▶ _Aim of the exercise_
Filter the records for lines holding the string "read".
=== Material shown ===
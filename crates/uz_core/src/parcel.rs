//! Parcel input rows.
//!
//! A parcel is read-only for the engine. Distances are precomputed upstream and
//! arrive keyed by column name (`distance_to_light_rail`, ...). A `null` distance
//! means "not applicable / out of range"; a column that is absent altogether is a
//! data defect for any policy that selects it.

use std::collections::BTreeMap;
use core::fmt;

#[cfg(feature = "serde")]
use serde::{Deserialize, Serialize};

use crate::ids::ParcelId;

/// Prefix used by upstream distance columns.
pub const DISTANCE_PREFIX: &str = "distance_to_";

/// Score used when no compactness is available (treated as compact).
pub const COMPACT_FALLBACK: f64 = 1.0;

/// Owner category used by the "unlikely to redevelop" heuristics.
#[derive(Debug, Clone, Copy, PartialEq, Eq, Hash)]
#[cfg_attr(feature = "serde", derive(Serialize, Deserialize))]
#[cfg_attr(feature = "serde", serde(rename_all = "lowercase"))]
pub enum OwnerType {
    School,
    Govt,
    Church,
    Rtd,
    Private,
    #[cfg_attr(feature = "serde", serde(other))]
    Other,
}

impl OwnerType {
    /// School and government owners are assumed not to redevelop.
    pub fn is_public_institution(self) -> bool {
        matches!(self, OwnerType::School | OwnerType::Govt)
    }
}

/// One parcel row as consumed by the evaluator.
#[derive(Debug, Clone, PartialEq)]
#[cfg_attr(feature = "serde", derive(Serialize, Deserialize))]
pub struct Parcel {
    pub parcel_id: ParcelId,
    #[cfg_attr(feature = "serde", serde(default))]
    pub zone_district: Option<String>,
    #[cfg_attr(feature = "serde", serde(default))]
    pub land_area_acres: Option<f64>,
    /// Polsby–Popper score in [0,1]; `None` when upstream supplied neither a score nor a geometry.
    #[cfg_attr(feature = "serde", serde(default))]
    pub compactness_score: Option<f64>,
    /// `distance_to_<feature>` → feet (or null).
    #[cfg_attr(feature = "serde", serde(default))]
    pub distances: BTreeMap<String, Option<f64>>,

    #[cfg_attr(feature = "serde", serde(default))]
    pub owner_type: Option<OwnerType>,
    #[cfg_attr(feature = "serde", serde(default))]
    pub improvement_value: Option<f64>,
    #[cfg_attr(feature = "serde", serde(default))]
    pub land_value: Option<f64>,
    #[cfg_attr(feature = "serde", serde(default))]
    pub res_orig_year_built: Option<i32>,
    #[cfg_attr(feature = "serde", serde(default))]
    pub com_orig_year_built: Option<i32>,
    #[cfg_attr(feature = "serde", serde(default))]
    pub current_units: u32,

    // Pass-through display fields. `property_class` is also read by the category blocklist.
    #[cfg_attr(feature = "serde", serde(default))]
    pub address: Option<String>,
    #[cfg_attr(feature = "serde", serde(default))]
    pub owner_name: Option<String>,
    #[cfg_attr(feature = "serde", serde(default))]
    pub property_class: Option<String>,
    #[cfg_attr(feature = "serde", serde(default))]
    pub property_type: Option<String>,
    #[cfg_attr(feature = "serde", serde(default))]
    pub building_sqft: Option<f64>,
}

/// Per-parcel data problems. These skip the parcel for one policy pass; they never abort a run.
#[derive(Debug, Clone, PartialEq)]
pub enum ParcelDefect {
    MissingDistance(String),
    BadDistance(String, f64),
    MissingLandArea,
    BadLandArea(f64),
}

impl ParcelDefect {
    /// Stable reason code (used in logs and pass statistics).
    pub fn code(&self) -> &'static str {
        match self {
            ParcelDefect::MissingDistance(_) => "Parcel.MissingDistance",
            ParcelDefect::BadDistance(..) => "Parcel.BadDistance",
            ParcelDefect::MissingLandArea => "Parcel.MissingLandArea",
            ParcelDefect::BadLandArea(_) => "Parcel.BadLandArea",
        }
    }
}

impl fmt::Display for ParcelDefect {
    fn fmt(&self, f: &mut fmt::Formatter<'_>) -> fmt::Result {
        match self {
            ParcelDefect::MissingDistance(c) => write!(f, "distance column {c} missing"),
            ParcelDefect::BadDistance(c, v) => write!(f, "distance column {c} has invalid value {v}"),
            ParcelDefect::MissingLandArea => f.write_str("land_area_acres missing"),
            ParcelDefect::BadLandArea(v) => write!(f, "land_area_acres has invalid value {v}"),
        }
    }
}

impl Parcel {
    /// Minimal constructor; every optional attribute starts empty.
    pub fn new(parcel_id: ParcelId) -> Self {
        Parcel {
            parcel_id,
            zone_district: None,
            land_area_acres: None,
            compactness_score: None,
            distances: BTreeMap::new(),
            owner_type: None,
            improvement_value: None,
            land_value: None,
            res_orig_year_built: None,
            com_orig_year_built: None,
            current_units: 0,
            address: None,
            owner_name: None,
            property_class: None,
            property_type: None,
            building_sqft: None,
        }
    }

    /// Look up a distance column. Accepts either the full column name or the bare
    /// feature name (`light_rail` resolves `distance_to_light_rail`).
    ///
    /// - `Ok(None)`: column present but null.
    /// - `Err(MissingDistance)`: column absent.
    /// - `Err(BadDistance)`: negative or non-finite.
    pub fn distance_ft(&self, column: &str) -> Result<Option<f64>, ParcelDefect> {
        let raw = match self.distances.get(column) {
            Some(v) => *v,
            None => {
                let prefixed = format!("{DISTANCE_PREFIX}{column}");
                match self.distances.get(&prefixed) {
                    Some(v) => *v,
                    None => return Err(ParcelDefect::MissingDistance(column.to_string())),
                }
            }
        };
        match raw {
            None => Ok(None),
            Some(d) if d.is_finite() && d >= 0.0 => Ok(Some(d)),
            Some(d) => Err(ParcelDefect::BadDistance(column.to_string(), d)),
        }
    }

    /// Land area in acres; must be present, finite and non-negative.
    pub fn acres(&self) -> Result<f64, ParcelDefect> {
        match self.land_area_acres {
            None => Err(ParcelDefect::MissingLandArea),
            Some(a) if a.is_finite() && a >= 0.0 => Ok(a),
            Some(a) => Err(ParcelDefect::BadLandArea(a)),
        }
    }

    /// Compactness score, falling back to compact when unknown.
    pub fn compactness(&self) -> f64 {
        self.compactness_score.unwrap_or(COMPACT_FALLBACK)
    }

    /// Most recent construction year across residential/commercial, whichever are defined.
    pub fn latest_year_built(&self) -> Option<i32> {
        match (self.res_orig_year_built, self.com_orig_year_built) {
            (Some(r), Some(c)) => Some(r.max(c)),
            (Some(y), None) | (None, Some(y)) => Some(y),
            (None, None) => None,
        }
    }

    /// Improvement value divided by land value. `None` when either is missing or land value is not positive.
    pub fn improvement_to_land_ratio(&self) -> Option<f64> {
        let imp = self.improvement_value?;
        let land = self.land_value?;
        if land > 0.0 && imp.is_finite() {
            Some(imp / land)
        } else {
            None
        }
    }

    /// Upper-cased zone code, trimmed; `None` when absent or blank.
    pub fn zone_upper(&self) -> Option<String> {
        self.zone_district
            .as_deref()
            .map(str::trim)
            .filter(|z| !z.is_empty())
            .map(str::to_ascii_uppercase)
    }
}

#[cfg(test)]
mod tests {
    use super::*;

    fn parcel() -> Parcel {
        Parcel::new("P1".parse().unwrap())
    }

    #[test]
    fn distance_lookup_variants() {
        let mut p = parcel();
        p.distances.insert("distance_to_light_rail".into(), Some(420.0));
        p.distances.insert("distance_to_brt".into(), None);
        p.distances.insert("distance_to_park".into(), Some(-3.0));

        assert_eq!(p.distance_ft("distance_to_light_rail"), Ok(Some(420.0)));
        assert_eq!(p.distance_ft("light_rail"), Ok(Some(420.0)));
        assert_eq!(p.distance_ft("brt"), Ok(None));
        assert!(matches!(p.distance_ft("park"), Err(ParcelDefect::BadDistance(..))));
        assert!(matches!(p.distance_ft("school"), Err(ParcelDefect::MissingDistance(_))));
    }

    #[test]
    fn year_and_ratio_helpers() {
        let mut p = parcel();
        assert_eq!(p.latest_year_built(), None);
        p.res_orig_year_built = Some(1952);
        assert_eq!(p.latest_year_built(), Some(1952));
        p.com_orig_year_built = Some(2015);
        assert_eq!(p.latest_year_built(), Some(2015));

        p.improvement_value = Some(300_000.0);
        assert_eq!(p.improvement_to_land_ratio(), None);
        p.land_value = Some(0.0);
        assert_eq!(p.improvement_to_land_ratio(), None);
        p.land_value = Some(100_000.0);
        assert_eq!(p.improvement_to_land_ratio(), Some(3.0));
    }

    #[test]
    fn compactness_fallback_and_zone() {
        let mut p = parcel();
        assert_eq!(p.compactness(), 1.0);
        p.compactness_score = Some(0.12);
        assert_eq!(p.compactness(), 0.12);
        assert_eq!(p.zone_upper(), None);
        p.zone_district = Some(" c-mx-8 ".into());
        assert_eq!(p.zone_upper().as_deref(), Some("C-MX-8"));
    }

    #[cfg(feature = "serde")]
    #[test]
    fn owner_type_wire_tokens() {
        let o: OwnerType = serde_json::from_str("\"govt\"").unwrap();
        assert_eq!(o, OwnerType::Govt);
        let x: OwnerType = serde_json::from_str("\"utility\"").unwrap();
        assert_eq!(x, OwnerType::Other);
        assert!(OwnerType::School.is_public_institution());
        assert!(!OwnerType::Rtd.is_public_institution());
    }
}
===
▶ _Task solution_
//! A parcel is read-only for the engine. Distances are precomputed upstream and
    // Pass-through display fields. `property_class` is also read by the category blocklist.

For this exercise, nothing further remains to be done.